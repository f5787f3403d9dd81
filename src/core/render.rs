use super::error::FiscalError;
use super::types::FiscalDocument;

/// Rendering collaborator consumed by the batch pipeline.
///
/// `render` must be deterministic for a given document and layout, and
/// `barcode` is a pure function of the digit string — it depends on no
/// document semantics beyond the 44 digits themselves.
pub trait RenderAdapter: Send + Sync {
    /// Produce the printable DANFE as PDF bytes.
    fn render(&self, document: &FiscalDocument) -> Result<Vec<u8>, FiscalError>;

    /// Produce a barcode image of the access key.
    fn barcode(&self, access_key: &str) -> Result<Vec<u8>, FiscalError>;
}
▬▬▬▬▬▬▬▬▬▬
WHAT IS EXPECTED:
Using the records above, output exactly the lines from the one containing "as PDF bytes." through the last line, and no others.

SOLUTION TO THE PROBLEM:
    /// Produce the printable DANFE as PDF bytes.
    fn render(&self, document: &FiscalDocument) -> Result<Vec<u8>, FiscalError>;

    /// Produce a barcode image of the access key.
    fn barcode(&self, access_key: &str) -> Result<Vec<u8>, FiscalError>;
}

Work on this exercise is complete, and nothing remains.